Paralelamente às ações políticas, houve a incorporação de novos saberes e conhecimentos científicos desenvolvidos para enfrentar a questão dos limites no campo da Ecologia, da Sustentabilidade e da Educação Ambiental. Foi delineada uma ética3que fundamenta o discurso ambientalista, qual seja, a preocupação em desenvolver-se socialmente o presente sem que se comprometa a garantia dos recursos naturais necessários a manutenção das gerações futuras em que a tônica da vida passa a ser o cuidado com o meio no qual se vive e com todos os viventes.

Entre as décadas de 1970 e 1990 também surgem os primeiros filmes de cinema decorrentes da expressão destas manifestações sociais e são organizados os primeiros eventos de exibição exclusiva da temática ambiental como o Fica, o FilmeAmbiente e o CineEco. Os eventos tornaram-se paulatinamente numa arena de discussão entre o real e sua representação: a imagem. Esta é utilizada nestes espaços como fonte de revelação dos múltiplos significados que o ambiente exerce sobre a humanidade e os conflitos decorrentes de seu uso numa sociedade, na expressão frankfurtiana, marcada pela razão instrumental.
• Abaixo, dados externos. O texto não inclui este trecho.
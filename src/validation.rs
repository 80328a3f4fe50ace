//! Schema validation helpers.
//!
//! Validates `serde_json::Value` configurations against a [`Schema`] and
//! function arguments against a [`FunctionDefinition`].
//!
//! # Example
//!
//! ```
//! use openhue_provider::schema::{Schema, Attribute};
//! use openhue_provider::validation::validate;
//! use serde_json::json;
//!
//! let schema = Schema::v0()
//!     .with_attribute("name", Attribute::required_string())
//!     .with_attribute("on", Attribute::optional_bool());
//!
//! let diagnostics = validate(&schema, &json!({"name": "Desk", "on": true}));
//! assert!(diagnostics.is_empty());
//!
//! let diagnostics = validate(&schema, &json!({"name": "Desk", "on": "yes"}));
//! assert_eq!(diagnostics.len(), 1);
//! assert_eq!(diagnostics[0].attribute, Some("on".to_string()));
//! ```

use crate::schema::{AttributeType, Diagnostic, FunctionDefinition, Schema};
use serde_json::Value;
use std::collections::HashMap;

/// Validate a JSON configuration against a schema.
///
/// # Validation Rules
///
/// - The configuration must be an object (null counts as empty)
/// - Required attributes must be present and non-null
/// - Computed-only attributes are skipped (provider sets these)
/// - Attribute types must match the schema
/// - Attributes not declared in the schema are rejected
pub fn validate(schema: &Schema, value: &Value) -> Vec<Diagnostic> {
    let mut diagnostics = Vec::new();

    let empty = serde_json::Map::new();
    let obj = match value {
        Value::Object(map) => map,
        Value::Null => &empty,
        other => {
            diagnostics.push(
                Diagnostic::error("Expected object").with_detail(format!("Got {}", value_type_name(other))),
            );
            return diagnostics;
        }
    };

    let mut names: Vec<&String> = schema.attributes.keys().collect();
    names.sort();

    for name in names {
        let attr = &schema.attributes[name];
        if attr.flags.is_computed_only() {
            continue;
        }
        match obj.get(name) {
            None | Some(Value::Null) => {
                if attr.flags.required {
                    diagnostics.push(
                        Diagnostic::error(format!("Missing required attribute '{}'", name))
                            .with_detail("This attribute is required and must be provided")
                            .with_attribute(name.as_str()),
                    );
                }
            }
            Some(v) => validate_attribute_type(&attr.attr_type, v, name, &mut diagnostics),
        }
    }

    for key in obj.keys() {
        if !schema.attributes.contains_key(key) {
            diagnostics.push(
                Diagnostic::error(format!("Unsupported argument '{}'", key))
                    .with_detail("An argument with this name is not expected here")
                    .with_attribute(key.as_str()),
            );
        }
    }

    diagnostics
}

/// Validate a JSON value against a schema, returning Ok if valid or Err with diagnostics.
pub fn validate_result(schema: &Schema, value: &Value) -> Result<(), Vec<Diagnostic>> {
    let diagnostics = validate(schema, value);
    if diagnostics.is_empty() {
        Ok(())
    } else {
        Err(diagnostics)
    }
}

/// Check if a JSON value is valid against a schema.
pub fn is_valid(schema: &Schema, value: &Value) -> bool {
    validate(schema, value).is_empty()
}

/// Validate positional function arguments against a definition.
pub fn validate_arguments(definition: &FunctionDefinition, args: &[Value]) -> Vec<Diagnostic> {
    let mut diagnostics = Vec::new();

    if args.len() != definition.parameters.len() {
        diagnostics.push(Diagnostic::error(format!(
            "Expected {} argument(s), got {}",
            definition.parameters.len(),
            args.len()
        )));
        return diagnostics;
    }

    for (param, arg) in definition.parameters.iter().zip(args) {
        validate_attribute_type(&param.param_type, arg, &param.name, &mut diagnostics);
    }

    diagnostics
}

fn validate_attribute_type(
    attr_type: &AttributeType,
    value: &Value,
    path: &str,
    diagnostics: &mut Vec<Diagnostic>,
) {
    match attr_type {
        AttributeType::String => {
            if !value.is_string() {
                diagnostics.push(type_error(path, "string", value));
            }
        }
        AttributeType::Int64 => {
            if !is_int64(value) {
                diagnostics.push(type_error(path, "int64", value));
            }
        }
        AttributeType::Float64 => {
            if !value.is_number() {
                diagnostics.push(type_error(path, "number", value));
            }
        }
        AttributeType::Bool => {
            if !value.is_boolean() {
                diagnostics.push(type_error(path, "bool", value));
            }
        }
        AttributeType::List(element_type) => {
            if let Some(arr) = value.as_array() {
                for (i, elem) in arr.iter().enumerate() {
                    let elem_path = format!("{}.{}", path, i);
                    validate_attribute_type(element_type, elem, &elem_path, diagnostics);
                }
            } else {
                diagnostics.push(type_error(path, "list", value));
            }
        }
        AttributeType::Object(attrs) => {
            if let Some(obj) = value.as_object() {
                validate_object_type(attrs, obj, path, diagnostics);
            } else {
                diagnostics.push(type_error(path, "object", value));
            }
        }
    }
}

fn validate_object_type(
    attrs: &HashMap<String, AttributeType>,
    obj: &serde_json::Map<String, Value>,
    path: &str,
    diagnostics: &mut Vec<Diagnostic>,
) {
    for (name, attr_type) in attrs {
        let attr_path = format!("{}.{}", path, name);
        match obj.get(name) {
            Some(Value::Null) | None => {}
            Some(value) => validate_attribute_type(attr_type, value, &attr_path, diagnostics),
        }
    }
    for key in obj.keys() {
        if !attrs.contains_key(key) {
            diagnostics.push(
                Diagnostic::error(format!("Unsupported attribute '{}.{}'", path, key))
                    .with_attribute(format!("{}.{}", path, key)),
            );
        }
    }
}

fn value_type_name(value: &Value) -> &'static str {
    match value {
        Value::Null => "null",
        Value::Bool(_) => "bool",
        Value::Number(_) => "number",
        Value::String(_) => "string",
        Value::Array(_) => "array",
        Value::Object(_) => "object",
    }
}

fn is_int64(value: &Value) -> bool {
    match value {
        Value::Number(n) => {
            n.is_i64()
                || n.as_f64().is_some_and(|f| {
                    f.fract() == 0.0 && f >= i64::MIN as f64 && f <= i64::MAX as f64
                })
        }
        _ => false,
    }
}

fn type_error(path: &str, expected: &str, got: &Value) -> Diagnostic {
    Diagnostic::error(format!("Invalid type for attribute '{}'", path))
        .with_detail(format!("Expected {}, got {}", expected, value_type_name(got)))
        .with_attribute(path)
}

#[cfg(test)]
mod tests {
    use super::*;
    use crate::schema::{Attribute, Parameter};
    use serde_json::json;

    fn light_schema() -> Schema {
        Schema::v0()
            .with_attribute("id", Attribute::computed_string())
            .with_attribute("name", Attribute::required_string())
            .with_attribute("on", Attribute::optional_bool().with_default(json!(false)))
            .with_attribute("brightness", Attribute::optional_float64())
            .with_attribute(
                "color",
                Attribute::new(
                    AttributeType::object([
                        ("x", AttributeType::Float64),
                        ("y", AttributeType::Float64),
                        ("z", AttributeType::Float64),
                    ]),
                    crate::schema::AttributeFlags::optional_computed(),
                ),
            )
    }

    #[test]
    fn test_valid_config() {
        let config = json!({
            "name": "Desk lamp",
            "on": true,
            "brightness": 55.5,
            "color": {"x": 0.3, "y": 0.3, "z": 1.0}
        });
        assert!(is_valid(&light_schema(), &config));
    }

    #[test]
    fn test_missing_required() {
        let diagnostics = validate(&light_schema(), &json!({"on": true}));
        assert_eq!(diagnostics.len(), 1);
        assert_eq!(diagnostics[0].attribute.as_deref(), Some("name"));
        assert!(diagnostics[0].summary.contains("Missing required"));
    }

    #[test]
    fn test_null_config_reports_required() {
        let diagnostics = validate(&light_schema(), &Value::Null);
        assert_eq!(diagnostics.len(), 1);
    }

    #[test]
    fn test_wrong_types() {
        let diagnostics = validate(
            &light_schema(),
            &json!({"name": 42, "brightness": "bright"}),
        );
        assert_eq!(diagnostics.len(), 2);
        let attrs: Vec<_> = diagnostics
            .iter()
            .filter_map(|d| d.attribute.as_deref())
            .collect();
        assert!(attrs.contains(&"name"));
        assert!(attrs.contains(&"brightness"));
    }

    #[test]
    fn test_nested_object_type() {
        let diagnostics = validate(
            &light_schema(),
            &json!({"name": "Desk", "color": {"x": "left", "y": 0.1}}),
        );
        assert_eq!(diagnostics.len(), 1);
        assert_eq!(diagnostics[0].attribute.as_deref(), Some("color.x"));
    }

    #[test]
    fn test_unknown_attribute() {
        let result = validate_result(&light_schema(), &json!({"name": "Desk", "hue": 3}));
        let diagnostics = result.unwrap_err();
        assert_eq!(diagnostics.len(), 1);
        assert!(diagnostics[0].summary.contains("Unsupported argument 'hue'"));
    }

    #[test]
    fn test_list_elements() {
        let schema =
            Schema::v0().with_attribute("lights", Attribute::new(
                AttributeType::list(AttributeType::String),
                crate::schema::AttributeFlags::optional(),
            ));
        let diagnostics = validate(&schema, &json!({"lights": ["a", 2]}));
        assert_eq!(diagnostics.len(), 1);
        assert_eq!(diagnostics[0].attribute.as_deref(), Some("lights.1"));
    }

    #[test]
    fn test_not_an_object() {
        let diagnostics = validate(&light_schema(), &json!(["name"]));
        assert_eq!(diagnostics.len(), 1);
        assert_eq!(diagnostics[0].summary, "Expected object");
    }

    #[test]
    fn test_int64() {
        assert!(is_int64(&json!(3)));
        assert!(is_int64(&json!(3.0)));
        assert!(!is_int64(&json!(3.5)));
        assert!(!is_int64(&json!("3")));
    }

    #[test]
    fn test_function_arguments() {
        let definition = FunctionDefinition::new("convert", AttributeType::String)
            .with_parameter(Parameter::string("hex_color"));

        assert!(validate_arguments(&definition, &[json!("#ffffff")]).is_empty());

        let wrong_count = validate_arguments(&definition, &[]);
        assert_eq!(wrong_count[0].summary, "Expected 1 argument(s), got 0");

        let wrong_type = validate_arguments(&definition, &[json!(12)]);
        assert_eq!(wrong_type[0].attribute.as_deref(), Some("hex_color"));
    }
}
Este livro apresenta a necessidade de se refletir sobre o tema do “filme insurgente”, que converge para o sentido ambiental da sua proposta e insiste em uma forma de revelar o poder contido na arte midiática, investindo no desafio de apresentar um mapa da extensa temática tratada.

Ele também estimula o ato da leitura da realidade por meio das reflexões críticas de seus autores quanto ao campo de saber – na acepção bourdieusiana – dos denominados “Cinema Ambiental”, “Cinema Socioambiental’ e “Filme Insurgente”. O diálogo estabelecido nesse sentido e que propiciou o presente livro está subdividido a partir das múltiplas abordagens analíticas realizadas quanto a questão imagética-sonora e ora organizadas nos seguintes capítulos: i – Da experiência e da memória; ii – Da imagem ambiente; iii – Da imagem indígena, e iv – Da imagem urbana.

Por fim, também esta reunião de artigos celebra a parceria do Cinecipó com o Centro Federal de Educação Tecnológica de Minas Gerais – CEFET-MG, representado pelo Programa de Pós-Graduação em Estudos de Linguagens posling/CEFET-MG. Este incentivou a chamada para a seleção dos artigos, bem como a elaboração do projeto editorial deste livro e a pesquisa na área da imagem, eu seu viés de divulgação científica e acadêmica, envolvendo alunos da pós-graduação e da graduação do Curso de Letras, ênfase em Tecnologias da Edição, do CEFET-MG. Em tempo, o Festival já contou com a participação de professores e alunos da instituição em sua organização e execução, tendo sido desenvolvido como projeto de extensão da mesma.

Esperamos promover uma boa leitura para aqueles que se interessam pela construção da imagem crítica nesse início de século XXI.

2 Manuel Castells em “O Poder da Identidade”, o verdejar do ser.

3 Há evidências que este discurso seja capturado pelo mercado para atingimento de objetivos não previstos pelos indivíduos que contribuíram para a construção do capital social ambientalista (free-riders discursivos).